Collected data
=== Section Start ===

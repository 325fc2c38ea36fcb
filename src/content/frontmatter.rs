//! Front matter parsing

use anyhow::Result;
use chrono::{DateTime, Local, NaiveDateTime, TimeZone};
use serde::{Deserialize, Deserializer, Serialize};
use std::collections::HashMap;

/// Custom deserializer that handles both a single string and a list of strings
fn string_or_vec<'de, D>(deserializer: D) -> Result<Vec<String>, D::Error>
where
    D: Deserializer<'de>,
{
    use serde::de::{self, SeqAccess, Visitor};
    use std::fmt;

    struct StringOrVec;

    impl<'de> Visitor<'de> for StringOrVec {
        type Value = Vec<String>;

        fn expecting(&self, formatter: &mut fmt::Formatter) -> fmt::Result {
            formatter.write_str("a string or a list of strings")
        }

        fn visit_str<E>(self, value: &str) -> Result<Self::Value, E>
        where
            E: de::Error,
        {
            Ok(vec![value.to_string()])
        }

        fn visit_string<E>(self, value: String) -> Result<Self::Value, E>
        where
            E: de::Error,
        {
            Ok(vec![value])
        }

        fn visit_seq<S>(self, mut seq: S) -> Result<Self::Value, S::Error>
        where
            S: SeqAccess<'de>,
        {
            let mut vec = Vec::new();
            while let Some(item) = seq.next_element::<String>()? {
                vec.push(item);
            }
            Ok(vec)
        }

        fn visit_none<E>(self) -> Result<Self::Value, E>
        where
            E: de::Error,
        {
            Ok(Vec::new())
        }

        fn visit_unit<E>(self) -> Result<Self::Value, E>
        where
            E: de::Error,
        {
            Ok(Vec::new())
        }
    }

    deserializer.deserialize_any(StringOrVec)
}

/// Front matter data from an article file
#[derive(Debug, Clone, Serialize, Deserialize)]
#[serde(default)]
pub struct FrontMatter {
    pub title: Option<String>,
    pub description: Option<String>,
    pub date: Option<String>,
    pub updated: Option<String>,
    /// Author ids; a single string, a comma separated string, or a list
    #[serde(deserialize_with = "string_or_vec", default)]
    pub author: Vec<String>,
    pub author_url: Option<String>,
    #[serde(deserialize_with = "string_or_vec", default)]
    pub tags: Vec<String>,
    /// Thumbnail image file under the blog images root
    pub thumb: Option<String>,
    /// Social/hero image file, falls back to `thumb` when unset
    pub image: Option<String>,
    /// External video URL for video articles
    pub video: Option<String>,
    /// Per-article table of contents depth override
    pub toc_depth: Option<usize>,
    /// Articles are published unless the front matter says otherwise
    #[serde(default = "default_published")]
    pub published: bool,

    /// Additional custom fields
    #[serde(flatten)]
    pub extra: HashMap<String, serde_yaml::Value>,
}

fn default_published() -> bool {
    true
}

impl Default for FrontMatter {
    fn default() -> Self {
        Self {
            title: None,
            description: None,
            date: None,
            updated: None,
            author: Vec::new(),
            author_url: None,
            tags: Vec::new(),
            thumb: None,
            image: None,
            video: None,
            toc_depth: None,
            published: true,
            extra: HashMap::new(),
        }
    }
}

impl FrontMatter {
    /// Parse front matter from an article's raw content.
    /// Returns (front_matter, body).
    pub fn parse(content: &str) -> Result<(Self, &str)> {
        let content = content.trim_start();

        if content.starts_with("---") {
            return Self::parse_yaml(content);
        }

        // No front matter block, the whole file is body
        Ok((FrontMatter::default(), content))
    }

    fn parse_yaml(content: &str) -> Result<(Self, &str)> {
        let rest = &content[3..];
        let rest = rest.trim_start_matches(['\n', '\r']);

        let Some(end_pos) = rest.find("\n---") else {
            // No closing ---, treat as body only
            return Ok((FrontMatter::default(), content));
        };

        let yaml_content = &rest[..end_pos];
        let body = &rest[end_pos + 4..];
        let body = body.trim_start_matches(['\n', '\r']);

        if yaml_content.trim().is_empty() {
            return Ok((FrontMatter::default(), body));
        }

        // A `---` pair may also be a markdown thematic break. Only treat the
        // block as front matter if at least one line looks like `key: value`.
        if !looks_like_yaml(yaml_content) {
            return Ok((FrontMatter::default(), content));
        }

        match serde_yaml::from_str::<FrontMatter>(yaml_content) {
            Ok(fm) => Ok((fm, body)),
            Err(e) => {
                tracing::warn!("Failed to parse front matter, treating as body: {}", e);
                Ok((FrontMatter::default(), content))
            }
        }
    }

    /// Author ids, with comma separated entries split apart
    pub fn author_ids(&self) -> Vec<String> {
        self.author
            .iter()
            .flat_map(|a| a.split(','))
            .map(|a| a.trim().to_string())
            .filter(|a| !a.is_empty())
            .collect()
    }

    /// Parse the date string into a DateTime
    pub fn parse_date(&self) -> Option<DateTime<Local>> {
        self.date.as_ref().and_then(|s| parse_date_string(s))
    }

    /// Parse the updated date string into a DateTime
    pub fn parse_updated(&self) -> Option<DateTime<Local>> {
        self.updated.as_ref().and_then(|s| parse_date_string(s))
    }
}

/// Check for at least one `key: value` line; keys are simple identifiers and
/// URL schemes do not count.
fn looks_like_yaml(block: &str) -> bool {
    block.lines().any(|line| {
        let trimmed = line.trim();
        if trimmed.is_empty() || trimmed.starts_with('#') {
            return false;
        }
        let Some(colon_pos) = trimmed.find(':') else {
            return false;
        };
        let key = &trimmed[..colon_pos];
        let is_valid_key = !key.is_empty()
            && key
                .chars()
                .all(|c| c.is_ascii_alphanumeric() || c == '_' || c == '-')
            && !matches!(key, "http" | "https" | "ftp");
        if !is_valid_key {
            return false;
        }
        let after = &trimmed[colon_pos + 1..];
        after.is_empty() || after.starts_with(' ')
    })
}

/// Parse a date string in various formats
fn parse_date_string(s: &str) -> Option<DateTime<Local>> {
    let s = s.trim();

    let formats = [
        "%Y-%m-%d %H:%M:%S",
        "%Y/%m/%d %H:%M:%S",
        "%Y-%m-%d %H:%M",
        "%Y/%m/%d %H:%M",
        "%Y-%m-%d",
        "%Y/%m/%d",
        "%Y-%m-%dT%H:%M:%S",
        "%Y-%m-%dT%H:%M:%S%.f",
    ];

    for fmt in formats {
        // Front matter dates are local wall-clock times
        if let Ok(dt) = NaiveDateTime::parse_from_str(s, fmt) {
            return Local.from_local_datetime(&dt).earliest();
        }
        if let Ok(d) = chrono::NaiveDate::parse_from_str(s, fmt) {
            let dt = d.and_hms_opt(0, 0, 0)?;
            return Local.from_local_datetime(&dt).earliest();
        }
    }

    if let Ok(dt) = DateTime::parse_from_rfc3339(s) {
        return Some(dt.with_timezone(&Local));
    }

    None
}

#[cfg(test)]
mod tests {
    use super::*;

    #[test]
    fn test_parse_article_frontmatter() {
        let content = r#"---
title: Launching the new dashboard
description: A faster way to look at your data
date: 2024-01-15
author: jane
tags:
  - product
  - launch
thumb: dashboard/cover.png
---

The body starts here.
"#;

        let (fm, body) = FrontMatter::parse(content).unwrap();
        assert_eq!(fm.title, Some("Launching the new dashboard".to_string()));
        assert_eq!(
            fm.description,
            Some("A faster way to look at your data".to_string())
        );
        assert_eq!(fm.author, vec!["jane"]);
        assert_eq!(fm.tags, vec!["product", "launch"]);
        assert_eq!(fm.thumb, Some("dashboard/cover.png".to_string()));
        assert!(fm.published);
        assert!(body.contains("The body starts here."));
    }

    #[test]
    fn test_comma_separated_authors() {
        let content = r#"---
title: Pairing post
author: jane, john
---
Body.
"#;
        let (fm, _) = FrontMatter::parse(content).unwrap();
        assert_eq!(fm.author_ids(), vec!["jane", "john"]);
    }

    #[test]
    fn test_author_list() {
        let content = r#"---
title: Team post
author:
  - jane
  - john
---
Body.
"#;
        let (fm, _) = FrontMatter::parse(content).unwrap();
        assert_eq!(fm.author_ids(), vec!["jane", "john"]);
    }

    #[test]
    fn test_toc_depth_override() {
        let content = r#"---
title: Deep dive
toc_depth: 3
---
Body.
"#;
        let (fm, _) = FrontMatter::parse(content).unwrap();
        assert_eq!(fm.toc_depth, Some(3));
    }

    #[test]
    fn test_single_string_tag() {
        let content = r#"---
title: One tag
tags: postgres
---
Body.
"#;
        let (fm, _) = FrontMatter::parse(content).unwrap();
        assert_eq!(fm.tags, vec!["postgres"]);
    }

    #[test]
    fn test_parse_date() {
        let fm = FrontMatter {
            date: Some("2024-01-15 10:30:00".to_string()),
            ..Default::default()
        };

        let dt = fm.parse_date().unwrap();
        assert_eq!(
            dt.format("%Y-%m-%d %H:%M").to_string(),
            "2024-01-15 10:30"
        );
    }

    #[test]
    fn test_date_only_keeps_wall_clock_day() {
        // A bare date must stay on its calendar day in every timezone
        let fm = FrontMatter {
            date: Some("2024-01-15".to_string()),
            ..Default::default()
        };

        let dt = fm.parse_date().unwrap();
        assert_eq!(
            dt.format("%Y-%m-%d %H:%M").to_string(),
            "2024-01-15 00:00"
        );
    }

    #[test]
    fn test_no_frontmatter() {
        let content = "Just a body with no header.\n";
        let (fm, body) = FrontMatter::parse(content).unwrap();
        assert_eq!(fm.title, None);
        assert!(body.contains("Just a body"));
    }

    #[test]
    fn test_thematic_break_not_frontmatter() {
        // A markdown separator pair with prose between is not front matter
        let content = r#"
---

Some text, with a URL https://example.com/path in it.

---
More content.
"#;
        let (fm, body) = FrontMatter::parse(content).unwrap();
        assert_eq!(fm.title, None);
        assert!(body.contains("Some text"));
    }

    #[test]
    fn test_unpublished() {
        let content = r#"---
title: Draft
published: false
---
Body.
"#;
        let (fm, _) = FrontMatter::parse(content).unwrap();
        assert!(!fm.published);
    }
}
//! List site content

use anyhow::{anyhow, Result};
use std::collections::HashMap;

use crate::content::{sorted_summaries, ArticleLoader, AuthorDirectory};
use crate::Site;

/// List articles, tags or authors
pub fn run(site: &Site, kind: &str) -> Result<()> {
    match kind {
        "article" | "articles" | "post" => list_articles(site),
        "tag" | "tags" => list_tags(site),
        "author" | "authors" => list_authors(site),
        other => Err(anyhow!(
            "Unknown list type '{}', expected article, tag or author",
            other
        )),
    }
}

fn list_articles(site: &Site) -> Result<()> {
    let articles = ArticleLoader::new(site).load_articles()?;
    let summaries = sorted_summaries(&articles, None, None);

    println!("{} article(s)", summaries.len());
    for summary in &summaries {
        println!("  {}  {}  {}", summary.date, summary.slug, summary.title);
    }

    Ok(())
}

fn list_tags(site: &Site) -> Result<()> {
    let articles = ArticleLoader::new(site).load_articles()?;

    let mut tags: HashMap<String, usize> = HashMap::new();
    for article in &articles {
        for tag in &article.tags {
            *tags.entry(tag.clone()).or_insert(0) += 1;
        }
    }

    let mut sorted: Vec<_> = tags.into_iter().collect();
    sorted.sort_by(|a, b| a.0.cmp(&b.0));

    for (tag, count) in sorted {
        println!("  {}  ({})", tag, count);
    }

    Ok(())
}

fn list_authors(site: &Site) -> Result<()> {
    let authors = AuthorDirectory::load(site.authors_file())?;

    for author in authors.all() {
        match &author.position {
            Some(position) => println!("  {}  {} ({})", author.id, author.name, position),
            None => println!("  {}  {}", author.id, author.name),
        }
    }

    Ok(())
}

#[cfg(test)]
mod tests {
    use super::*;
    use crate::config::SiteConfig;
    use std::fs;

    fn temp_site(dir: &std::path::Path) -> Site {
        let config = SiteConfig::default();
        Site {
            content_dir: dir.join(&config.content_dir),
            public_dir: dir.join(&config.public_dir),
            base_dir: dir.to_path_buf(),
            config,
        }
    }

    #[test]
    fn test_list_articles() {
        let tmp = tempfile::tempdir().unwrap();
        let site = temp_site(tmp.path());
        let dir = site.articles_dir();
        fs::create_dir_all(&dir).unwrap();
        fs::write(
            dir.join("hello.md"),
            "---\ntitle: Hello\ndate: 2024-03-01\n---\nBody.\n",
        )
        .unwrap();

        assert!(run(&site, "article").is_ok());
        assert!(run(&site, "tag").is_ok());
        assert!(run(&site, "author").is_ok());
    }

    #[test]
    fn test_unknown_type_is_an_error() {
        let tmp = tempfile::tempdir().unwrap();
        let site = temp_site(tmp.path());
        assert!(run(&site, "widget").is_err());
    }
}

=== Section End ===

▶ **Task details**
Return only the lines running from the line with "let config = SiteConfig::default();" to the last line of the records, both included, exactly as written.

▶ **Answer to the exercise**
        let config = SiteConfig::default();
        Site {
            content_dir: dir.join(&config.content_dir),
            public_dir: dir.join(&config.public_dir),
            base_dir: dir.to_path_buf(),
            config,
        }
    }

    #[test]
    fn test_list_articles() {
        let tmp = tempfile::tempdir().unwrap();
        let site = temp_site(tmp.path());
        let dir = site.articles_dir();
        fs::create_dir_all(&dir).unwrap();
        fs::write(
            dir.join("hello.md"),
            "---\ntitle: Hello\ndate: 2024-03-01\n---\nBody.\n",
        )
        .unwrap();

        assert!(run(&site, "article").is_ok());
        assert!(run(&site, "tag").is_ok());
        assert!(run(&site, "author").is_ok());
    }

    #[test]
    fn test_unknown_type_is_an_error() {
        let tmp = tempfile::tempdir().unwrap();
        let site = temp_site(tmp.path());
        assert!(run(&site, "widget").is_err());
    }
}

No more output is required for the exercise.